Jitta heeft zelf ook een plakboek met documenten gemaakt. Ook dat bladert ze door. “Van mijn vader wist ik weinig. Ik ben daarom op een gegeven moment met een onderzoek naar hem begonnen.” Aanzet tot dit onderzoek was ook de uitgave van het ­namenboek In Memoriam in 1995, met de namen en gegevens van alle Joden, Sinti en Roma uit Nederland die door de nazi’s zijn vermoord. Hierin vond ze ook de namen van haar ouders, Joseph ­Alfred Josephus Jitta en Rosi Jo­sephus Jitta-Fleck, met de kampnaam en een asterisk ­erachter, omdat de doodsoorzaak ‘onbekend’ zou zijn.

“Ik was daar erg door van slag. Het Rode Kruis stuurde onze toeziend voogd in 1948 ­namelijk een brief dat mijn ouders in Sobibor waren vermoord.” In de nieuwe uitgave De 102.000 Namen die vorig jaar uitkwam, zijn die gegevens gecorrigeerd.

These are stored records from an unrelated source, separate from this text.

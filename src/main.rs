//! MediaVault - Lazy, access-gated two-tier media cache
//!
//! Command-line driver for the media facade.

use anyhow::Result;
use clap::{Parser, Subcommand};
use mediavault::{
    config::MediaVaultConfig,
    output::{ConsoleSink, OutputSink},
    MediaFacade,
};
use std::path::PathBuf;
use std::sync::Arc;
use tracing_subscriber::{layer::SubscriberExt, util::SubscriberInitExt};

#[derive(Parser)]
#[command(name = "mediavault")]
#[command(author = "A3S Lab Team")]
#[command(version)]
#[command(about = "Lazy, access-gated two-tier media cache")]
struct Cli {
    /// Configuration file path
    #[arg(short, long, env = "MEDIAVAULT_CONFIG")]
    config: Option<PathBuf>,

    /// Enable verbose logging
    #[arg(short, long)]
    verbose: bool,

    #[command(subcommand)]
    command: Commands,
}

#[derive(Subcommand)]
enum Commands {
    /// Walk through a scripted gallery session
    Demo,

    /// View resources as a principal
    View {
        /// Principal performing the view
        #[arg(short, long)]
        user: String,

        /// Keys to preload into the intrinsic store first
        #[arg(long, value_delimiter = ',')]
        preload: Vec<String>,

        /// Print statistics as JSON
        #[arg(long)]
        json: bool,

        /// Resource keys, viewed in order
        #[arg(required = true)]
        keys: Vec<String>,
    },

    /// Show configuration
    Config {
        /// Show default configuration
        #[arg(long)]
        default: bool,
    },
}

#[tokio::main]
async fn main() -> Result<()> {
    let cli = Cli::parse();

    // Initialize logging
    let log_level = if cli.verbose { "debug" } else { "warn" };
    tracing_subscriber::registry()
        .with(
            tracing_subscriber::EnvFilter::try_from_default_env()
                .unwrap_or_else(|_| format!("mediavault={}", log_level).into()),
        )
        .with(tracing_subscriber::fmt::layer().with_writer(std::io::stderr))
        .init();

    // Load configuration
    let config = if let Some(config_path) = cli.config {
        MediaVaultConfig::load(&config_path)?
    } else {
        MediaVaultConfig::default()
    };

    match cli.command {
        Commands::Demo => {
            run_demo(&config).await?;
        }
        Commands::View {
            user,
            preload,
            json,
            keys,
        } => {
            run_view(&config, &user, &preload, &keys, json).await?;
        }
        Commands::Config { default } => {
            show_config(if default { None } else { Some(&config) })?;
        }
    }

    Ok(())
}

fn console() -> Arc<dyn OutputSink> {
    Arc::new(ConsoleSink)
}

async fn run_demo(config: &MediaVaultConfig) -> Result<()> {
    let facade = MediaFacade::new(config, console());
    let admin = config.access.admin_principal.as_str();
    let private = format!("{}secret_event.png", config.access.restricted_prefix);

    let gallery = vec![
        "img_sunset.jpg".to_string(),
        "img_sunset.jpg".to_string(),
        "img_portrait.jpg".to_string(),
        "img_portrait.jpg".to_string(),
        "img_portrait.jpg".to_string(),
        private.clone(),
        "img_landscape.jpg".to_string(),
        "img_sunset.jpg".to_string(),
        "img_landscape.jpg".to_string(),
    ];

    println!("=== Lazy gallery view through the proxy ===");
    facade.view_batch(gallery.as_slice(), "alice").await?;
    facade.report_stats().await;

    println!();
    println!("=== Restricted resource, regular user ===");
    facade.view_one(&private, "bob").await?;

    println!();
    println!("=== Restricted resource, admin ===");
    facade.view_one(&private, admin).await?;
    facade.report_stats().await;

    println!();
    println!("=== Preload into the intrinsic store ===");
    facade
        .preload(&["img_new.png", "img_portrait.jpg", "img_landscape.jpg"])
        .await?;
    facade.report_stats().await;

    println!();
    println!("=== Invalidate resources and view again ===");
    facade.invalidate().await;
    facade
        .view_batch(&["img_sunset.jpg", "img_portrait.jpg"], "charlie")
        .await?;
    facade.report_stats().await;

    println!();
    println!("=== Summary ===");
    println!("Intrinsic payloads built: {}", facade.store().constructions());
    println!("Resources built: {}", facade.cache().constructions());
    println!("Resource cache entries: {}", facade.cache().size().await);

    Ok(())
}

async fn run_view(
    config: &MediaVaultConfig,
    user: &str,
    preload: &[String],
    keys: &[String],
    json: bool,
) -> Result<()> {
    let facade = MediaFacade::new(config, console());

    if !preload.is_empty() {
        facade.preload(preload).await?;
    }
    facade.view_batch(keys, user).await?;

    if json {
        let stats = facade.stats().await;
        println!("{}", serde_json::to_string_pretty(&stats)?);
    } else {
        facade.report_stats().await;
    }

    Ok(())
}

fn show_config(config: Option<&MediaVaultConfig>) -> Result<()> {
    let config = config.cloned().unwrap_or_default();
    println!("{}", config.to_toml()?);
    Ok(())
}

In het CABR (Centraal Archief Bijzondere Rechtspleging) zocht Jitta naar de Joden­jager die haar ouders aan de SD uitleverde: G. J. H. Ganzevles, een stoffeerder uit Hilversum. Een fanatieke antisemiet. Hij deed zich voor als lid van het verzet en beweerde dat hij Joden naar Zwitserland kon brengen. In werkelijkheid leverde hij ze uit. Volgens Loe de Jong zou Ganzevles tegen betaling van 2500 gulden mensen naar het grensgebied hebben gebracht.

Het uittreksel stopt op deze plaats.